Why Cuffing Season May Be Bigger Than Ever Because Of COVID
Dating has changed since the pandemic hit. Fisher’s research this year has showed many single people have been getting more serious about dating this year, and various dating apps have observed similar trends toward more intentional dating among their users. Many people are more drawn to serious relationships these days, she says, and they’re being choosier about who they’re dating and more upfront about what they want.
“This pandemic has required all of us to think seriously about our lives,” Fisher tells mbg. “People are spending more time getting to know potential partners, using more honesty and transparency, and are even more likely to ask potential mates what they are looking for. Transparency is in.”
That means that more people than usual might find themselves searching for partnership this winter—and might be more likely to find it because of this new, more intentional approach to dating. Fisher says this year may look less like a “cuffing season” and more like a real coupling season.
The dating app Match, for whom Fisher serves as chief scientific advisor, has also observed a general shift in dating app usage. Traditionally dating app usage is higher at the start of the year, according to Match, but this year more people were swiping in July than on Valentine’s Day. And they say this higher dating app traffic has stayed steady even as we head into cuffing season.

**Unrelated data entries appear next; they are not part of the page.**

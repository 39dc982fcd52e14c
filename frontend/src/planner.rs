use shared::{RouteRequest, Waypoint};

use crate::config::{OperatingMode, WidgetConfig};
use crate::request::{Dispatch, RequestToken, RouteSummary, RoutingError};
use crate::waypoints::WaypointStore;

/// Soft cap on accumulated stops. The controls stop offering new points at
/// this size; the store itself never rejects an append.
pub const MAX_WAYPOINTS: usize = 12;

/// Lifecycle of the single current route computation.
#[derive(Debug, Clone, Copy, PartialEq, Eq)]
pub enum RequestLifecycle {
    Idle,
    Pending,
    Succeeded,
    Failed,
}

#[derive(Debug, Clone, Copy, PartialEq)]
enum Phase {
    Idle,
    AwaitingConfirm(Waypoint),
}

/// What a map click did to the selection.
pub enum ClickOutcome {
    /// The selection changed and markers need a refresh. Carries a dispatch
    /// when the click completed a pair.
    Selected { dispatch: Option<Dispatch> },
    /// A destination candidate now awaits confirmation; the selection itself
    /// is untouched.
    Candidate(Waypoint),
    Ignored,
}

/// How a resolved route computation was applied.
#[derive(Debug, PartialEq)]
pub enum Resolution {
    RouteUpdated,
    Failed(RoutingError),
    /// The resolution belonged to a request that is no longer current.
    Superseded,
}

/// The widget's state machine. Owns the waypoint selection, the operating
/// mode, the request lifecycle and the supersession token; performs no I/O
/// itself and instead returns `Dispatch` descriptors for the caller to run.
pub struct RoutePlanner {
    mode: OperatingMode,
    store: WaypointStore,
    phase: Phase,
    lifecycle: RequestLifecycle,
    adding_points: bool,
    in_flight: Option<RequestToken>,
    issued: u64,
    route: Option<RouteSummary>,
}

impl RoutePlanner {
    pub fn new(config: &WidgetConfig) -> Self {
        Self {
            mode: config.mode,
            store: WaypointStore::new(
                config.mode == OperatingMode::TwoPoint,
                config.pinned_origin,
            ),
            phase: Phase::Idle,
            lifecycle: RequestLifecycle::Idle,
            adding_points: false,
            in_flight: None,
            issued: 0,
            route: None,
        }
    }

    pub fn mode(&self) -> OperatingMode {
        self.mode
    }

    pub fn waypoints(&self) -> &[Waypoint] {
        self.store.snapshot()
    }

    pub fn lifecycle(&self) -> RequestLifecycle {
        self.lifecycle
    }

    /// The last successfully computed route, if any. Errors never clear it.
    pub fn route(&self) -> Option<&RouteSummary> {
        self.route.as_ref()
    }

    pub fn candidate(&self) -> Option<Waypoint> {
        match self.phase {
            Phase::AwaitingConfirm(point) => Some(point),
            Phase::Idle => None,
        }
    }

    pub fn adding_points(&self) -> bool {
        self.adding_points
    }

    pub fn handle_click(&mut self, point: Waypoint) -> ClickOutcome {
        match self.mode {
            OperatingMode::TwoPoint => {
                self.store.append(point);
                if self.store.len() == 2 {
                    let origin = self.store.snapshot()[0];
                    let destination = self.store.snapshot()[1];
                    let dispatch = self.dispatch(RouteRequest::pair(origin, destination));
                    ClickOutcome::Selected {
                        dispatch: Some(dispatch),
                    }
                } else {
                    ClickOutcome::Selected { dispatch: None }
                }
            }
            OperatingMode::SinglePointWithConfirm => {
                if self.store.is_empty() {
                    // No origin was configured; the first pick becomes one.
                    self.store.append(point);
                    return ClickOutcome::Selected { dispatch: None };
                }
                self.phase = Phase::AwaitingConfirm(point);
                ClickOutcome::Candidate(point)
            }
            OperatingMode::MultiWaypointAccumulate => {
                if !self.adding_points {
                    return ClickOutcome::Ignored;
                }
                self.store.append(point);
                ClickOutcome::Selected { dispatch: None }
            }
        }
    }

    /// Commits the pending destination and fires the route computation.
    /// Returns `None` when no candidate is awaiting confirmation.
    pub fn confirm_destination(&mut self) -> Option<Dispatch> {
        let destination = match self.phase {
            Phase::AwaitingConfirm(point) => point,
            Phase::Idle => return None,
        };
        self.phase = Phase::Idle;
        // A confirmed destination replaces the previous one.
        if self.store.len() == 2 {
            self.store.remove(1);
        }
        self.store.append(destination);
        let origin = self.store.snapshot()[0];
        Some(self.dispatch(RouteRequest::pair(origin, destination)))
    }

    pub fn decline_destination(&mut self) {
        self.phase = Phase::Idle;
    }

    pub fn set_adding_points(&mut self, active: bool) {
        self.adding_points = active;
    }

    pub fn remove_waypoint(&mut self, index: usize) {
        self.store.remove(index);
    }

    /// Explicit route computation over the accumulated stops.
    pub fn compute_route(&mut self) -> Result<Dispatch, RoutingError> {
        debug_assert!(self.mode == OperatingMode::MultiWaypointAccumulate);
        if self.store.len() < 2 {
            return Err(RoutingError::InsufficientWaypoints);
        }
        let waypoints = self.store.snapshot().to_vec();
        Ok(self.dispatch(RouteRequest::accumulated(waypoints)))
    }

    /// Drops the selection, the rendered route and any in-flight request. A
    /// response arriving after this is a no-op.
    pub fn clear(&mut self) {
        self.store.clear();
        self.phase = Phase::Idle;
        self.lifecycle = RequestLifecycle::Idle;
        self.in_flight = None;
        self.route = None;
    }

    /// Applies a resolved computation. Resolutions whose token is not the
    /// current in-flight one are dropped without touching any state.
    pub fn apply_outcome(
        &mut self,
        token: RequestToken,
        outcome: Result<RouteSummary, RoutingError>,
    ) -> Resolution {
        if self.in_flight != Some(token) {
            return Resolution::Superseded;
        }
        self.in_flight = None;
        match outcome {
            Ok(summary) => {
                self.lifecycle = RequestLifecycle::Succeeded;
                self.route = Some(summary);
                Resolution::RouteUpdated
            }
            Err(err) => {
                self.lifecycle = RequestLifecycle::Failed;
                Resolution::Failed(err)
            }
        }
    }

    /// Fails the request identified by `token` if it is still the current
    /// one; its eventual network resolution then counts as superseded.
    pub fn timeout_elapsed(&mut self, token: RequestToken) -> Option<RoutingError> {
        if self.in_flight != Some(token) {
            return None;
        }
        self.in_flight = None;
        self.lifecycle = RequestLifecycle::Failed;
        Some(RoutingError::Timeout)
    }

    fn dispatch(&mut self, payload: RouteRequest) -> Dispatch {
        self.issued += 1;
        let token = RequestToken::new(self.issued);
        self.in_flight = Some(token);
        self.lifecycle = RequestLifecycle::Pending;
        Dispatch { token, payload }
    }
}
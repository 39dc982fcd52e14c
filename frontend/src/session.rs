use seed::prelude::*;

const AUTH_FLAG_KEY: &str = "isAuthenticated";
const USERNAME_KEY: &str = "username";
const ROLE_KEY: &str = "role";
const LOGIN_PATH: &str = "/login";

/// Who is logged in, according to the session the surrounding client stores
/// in `localStorage`. The widget only mounts when this returns a user.
pub fn current_user() -> Option<String> {
    let storage = local_storage()?;
    let authenticated = storage.get_item(AUTH_FLAG_KEY).ok()??;
    if authenticated != "true" {
        return None;
    }
    storage.get_item(USERNAME_KEY).ok()?
}

/// Drops the stored session and hands control back to the login screen.
pub fn logout() {
    if let Some(storage) = local_storage() {
        let _ = storage.remove_item(AUTH_FLAG_KEY);
        let _ = storage.remove_item(USERNAME_KEY);
        let _ = storage.remove_item(ROLE_KEY);
    }
    go_to_login();
}

/// Fire-and-forget navigation signal; the widget keeps no routing history.
pub fn go_to_login() {
    if let Some(window) = web_sys::window() {
        let _ = window.location().set_href(LOGIN_PATH);
    }
}

fn local_storage() -> Option<web_sys::Storage> {
    web_sys::window()?.local_storage().ok()?
}
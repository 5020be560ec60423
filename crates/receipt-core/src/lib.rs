//! Receipt rendering and storage
//!
//! This crate provides the core of the receipt generator:
//! - `layout`: per-field draw positions loaded from a JSON config
//! - `render`: overlays a record's fields onto a template image and encodes PNG
//! - `store`: append-only persistence of submitted records

pub mod error;
pub mod layout;
pub mod record;
pub mod render;
pub mod store;

pub use error::{ReceiptError, Result};
pub use layout::{FieldLayoutConfig, FieldLayoutEntry};
pub use record::{ReceiptField, ReceiptRecord};
pub use render::{encode_png, receipt_file_name, ReceiptRenderer};
pub use store::{JsonFileStore, ReceiptStore};
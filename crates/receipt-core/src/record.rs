//! Receipt records
//!
//! A receipt is exactly seven free-form string fields. No date or amount
//! parsing happens here; values are stored and drawn as submitted.

use std::fmt;
use std::str::FromStr;

use serde::{Deserialize, Serialize};

/// The seven fields of a receipt, in draw order
#[derive(Debug, Clone, Copy, PartialEq, Eq, Hash)]
pub enum ReceiptField {
    Date,
    ReceiptNumber,
    ReceivedFrom,
    Amount,
    PaymentMethod,
    Concept,
    Saldo,
}

impl ReceiptField {
    /// Every field, in the order they are drawn onto the template
    pub const ALL: [ReceiptField; 7] = [
        ReceiptField::Date,
        ReceiptField::ReceiptNumber,
        ReceiptField::ReceivedFrom,
        ReceiptField::Amount,
        ReceiptField::PaymentMethod,
        ReceiptField::Concept,
        ReceiptField::Saldo,
    ];

    /// Name used in form submissions, the layout config and the store file
    pub fn name(self) -> &'static str {
        match self {
            ReceiptField::Date => "date",
            ReceiptField::ReceiptNumber => "receipt_number",
            ReceiptField::ReceivedFrom => "received_from",
            ReceiptField::Amount => "amount",
            ReceiptField::PaymentMethod => "payment_method",
            ReceiptField::Concept => "concept",
            ReceiptField::Saldo => "saldo",
        }
    }
}

impl fmt::Display for ReceiptField {
    fn fmt(&self, f: &mut fmt::Formatter<'_>) -> fmt::Result {
        f.write_str(self.name())
    }
}

impl FromStr for ReceiptField {
    type Err = String;

    fn from_str(s: &str) -> Result<Self, Self::Err> {
        ReceiptField::ALL
            .into_iter()
            .find(|field| field.name() == s)
            .ok_or_else(|| format!("Unknown receipt field: {}", s))
    }
}

/// One submitted receipt
///
/// Field declaration order is the serialized key order in the store file.
#[derive(Debug, Clone, PartialEq, Eq, Serialize, Deserialize)]
pub struct ReceiptRecord {
    pub date: String,
    pub receipt_number: String,
    pub received_from: String,
    pub amount: String,
    pub payment_method: String,
    pub concept: String,
    pub saldo: String,
}

impl ReceiptRecord {
    pub fn value(&self, field: ReceiptField) -> &str {
        match field {
            ReceiptField::Date => &self.date,
            ReceiptField::ReceiptNumber => &self.receipt_number,
            ReceiptField::ReceivedFrom => &self.received_from,
            ReceiptField::Amount => &self.amount,
            ReceiptField::PaymentMethod => &self.payment_method,
            ReceiptField::Concept => &self.concept,
            ReceiptField::Saldo => &self.saldo,
        }
    }

    /// Iterate `(field, value)` pairs in draw order
    pub fn fields(&self) -> impl Iterator<Item = (ReceiptField, &str)> + '_ {
        ReceiptField::ALL
            .into_iter()
            .map(move |field| (field, self.value(field)))
    }

    /// Case-insensitive substring match against any field.
    ///
    /// An empty query matches every record.
    pub fn matches(&self, query: &str) -> bool {
        if query.is_empty() {
            return true;
        }
        let needle = query.to_lowercase();
        self.fields()
            .any(|(_, value)| value.to_lowercase().contains(&needle))
    }
}
//! Server configuration from environment variables

use std::net::SocketAddr;
use std::path::PathBuf;

const DEFAULT_PORT: u16 = 8000;

#[derive(Debug, Clone)]
pub struct AppConfig {
    pub port: u16,
    /// JSON mapping of field name to `{x, y, size}`
    pub layout_path: PathBuf,
    /// Blank receipt image the fields are drawn onto
    pub template_path: PathBuf,
    pub font_path: PathBuf,
    pub store_path: PathBuf,
    /// Served under `/static`
    pub static_dir: PathBuf,
}

impl AppConfig {
    pub fn from_env() -> Self {
        Self::from_lookup(|key| std::env::var(key).ok())
    }

    fn from_lookup(lookup: impl Fn(&str) -> Option<String>) -> Self {
        let path = |key: &str, default: &str| {
            lookup(key)
                .map(PathBuf::from)
                .unwrap_or_else(|| PathBuf::from(default))
        };

        Self {
            port: lookup("PORT")
                .and_then(|p| p.parse().ok())
                .unwrap_or(DEFAULT_PORT),
            layout_path: path("RECEIPT_LAYOUT_PATH", "receipt_config.json"),
            template_path: path("RECEIPT_TEMPLATE_PATH", "static/recibo_vacio.png"),
            font_path: path("RECEIPT_FONT_PATH", "arial.ttf"),
            store_path: path("RECEIPT_STORE_PATH", "receipts.json"),
            static_dir: path("STATIC_DIR", "static"),
        }
    }

    pub fn bind_addr(&self) -> SocketAddr {
        SocketAddr::from(([0, 0, 0, 0], self.port))
    }
}
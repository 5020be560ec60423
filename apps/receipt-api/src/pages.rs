//! HTML pages for the submission form and the receipt listing

use receipt_core::{ReceiptField, ReceiptRecord};

const PAYMENT_METHODS: [&str; 3] = ["efectivo", "tarjeta", "transferencia"];

fn label(field: ReceiptField) -> &'static str {
    match field {
        ReceiptField::Date => "Fecha",
        ReceiptField::ReceiptNumber => "Recibo N.°",
        ReceiptField::ReceivedFrom => "Recibí de",
        ReceiptField::Amount => "La suma de",
        ReceiptField::PaymentMethod => "Forma de pago",
        ReceiptField::Concept => "Por el concepto de",
        ReceiptField::Saldo => "Saldo",
    }
}

/// Escape text for use in element content and quoted attributes
pub fn escape_html(text: &str) -> String {
    let mut escaped = String::with_capacity(text.len());
    for c in text.chars() {
        match c {
            '&' => escaped.push_str("&amp;"),
            '<' => escaped.push_str("&lt;"),
            '>' => escaped.push_str("&gt;"),
            '"' => escaped.push_str("&quot;"),
            '\'' => escaped.push_str("&#39;"),
            _ => escaped.push(c),
        }
    }
    escaped
}

fn layout(title: &str, body: &str) -> String {
    format!(
        r#"<!DOCTYPE html>
<html lang="es">
<head>
<meta charset="utf-8">
<title>{title}</title>
<link rel="stylesheet" href="/static/styles.css">
</head>
<body>
<nav><a href="/">Nuevo recibo</a> | <a href="/receipts">Recibos</a></nav>
<h1>{title}</h1>
{body}
</body>
</html>
"#,
        title = escape_html(title),
        body = body
    )
}

fn input(field: ReceiptField) -> String {
    let name = field.name();
    match field {
        ReceiptField::Date => {
            format!(r#"<input type="date" id="{name}" name="{name}" required>"#)
        }
        ReceiptField::PaymentMethod => {
            let options: String = PAYMENT_METHODS
                .iter()
                .map(|method| format!(r#"<option value="{method}">{method}</option>"#))
                .collect();
            format!(r#"<select id="{name}" name="{name}" required>{options}</select>"#)
        }
        _ => format!(r#"<input type="text" id="{name}" name="{name}" required>"#),
    }
}

/// Empty submission form posting to `/generate`
pub fn submission_form() -> String {
    let fields: String = ReceiptField::ALL
        .into_iter()
        .map(|field| {
            format!(
                r#"<div><label for="{}">{}</label>{}</div>"#,
                field.name(),
                label(field),
                input(field)
            )
        })
        .collect();
    let body = format!(
        r#"<form method="post" action="/generate">{}<button type="submit">Generar recibo</button></form>"#,
        fields
    );

    layout("Generador de recibos", &body)
}

/// Link that re-renders the receipt stored at `index`
fn download_href(index: usize) -> String {
    format!("/receipts/{}/image", index)
}

fn receipt_row(index: usize, receipt: &ReceiptRecord) -> String {
    let cells: String = receipt
        .fields()
        .map(|(_, value)| format!("<td>{}</td>", escape_html(value)))
        .collect();
    format!(
        r#"<tr>{}<td><a href="{}">Descargar</a></td></tr>"#,
        cells,
        download_href(index)
    )
}

/// Table of `receipts` (paired with their store positions) with a filter box
/// pre-filled with `filter`
pub fn receipt_listing(receipts: &[(usize, ReceiptRecord)], filter: &str) -> String {
    let mut body = format!(
        r#"<form method="get" action="/receipts"><input type="search" name="q" value="{}" placeholder="Buscar en recibos..."><button type="submit">Filtrar</button></form>"#,
        escape_html(filter)
    );

    if receipts.is_empty() {
        body.push_str("<p>No hay recibos.</p>");
        return layout("Recibos", &body);
    }

    let headers: String = ReceiptField::ALL
        .into_iter()
        .map(|field| format!("<th>{}</th>", label(field)))
        .collect();
    let rows: String = receipts
        .iter()
        .map(|(index, receipt)| receipt_row(*index, receipt))
        .collect();
    body.push_str(&format!(
        "<table><thead><tr>{}<th>Acciones</th></tr></thead><tbody>{}</tbody></table>",
        headers, rows
    ));

    layout("Recibos", &body)
}

#[cfg(test)]
mod tests {
    use super::*;

    #[test]
    fn test_escape_html() {
        assert_eq!(
            escape_html(r#"<b>"Tom" & 'Jerry'</b>"#),
            "&lt;b&gt;&quot;Tom&quot; &amp; &#39;Jerry&#39;&lt;/b&gt;"
        );
        assert_eq!(escape_html("Recibí de"), "Recibí de");
    }

    #[test]
    fn test_form_has_every_field() {
        let html = submission_form();
        for field in ReceiptField::ALL {
            assert!(html.contains(&format!(r#"name="{}""#, field.name())));
        }
        assert!(html.contains(r#"action="/generate""#));
    }

    #[test]
    fn test_empty_listing() {
        let html = receipt_listing(&[], "");
        assert!(html.contains("No hay recibos."));
        assert!(!html.contains("<table>"));
    }

    #[test]
    fn test_rows_link_to_store_position() {
        let receipt = ReceiptRecord {
            date: "2024-01-01".to_string(),
            receipt_number: "R007".to_string(),
            received_from: "Jane Doe".to_string(),
            amount: "100.00".to_string(),
            payment_method: "efectivo".to_string(),
            concept: "rent".to_string(),
            saldo: "0.00".to_string(),
        };

        let html = receipt_listing(&[(6, receipt)], "");
        assert!(html.contains(r#"<a href="/receipts/6/image">Descargar</a>"#));
        assert!(html.contains("<td>R007</td>"));
        assert!(html.contains("<th>Acciones</th>"));
    }
}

And emotionally speaking, this year has been an absolute roller coaster for many people. The sweet comfort of a loving relationship—and a warm body to curl up with at night—might be more appealing than ever this winter.
Add all that to the usual biological factors fueling the annual cuffing season, too: The brain’s pineal gland secretes more melatonin in the winter, Fisher explains, making people more sluggish and enticed by the idea of staying on the couch. Testosterone also tends to rise in November, making people want more sex, which can get those bonding hormones flowing, she adds.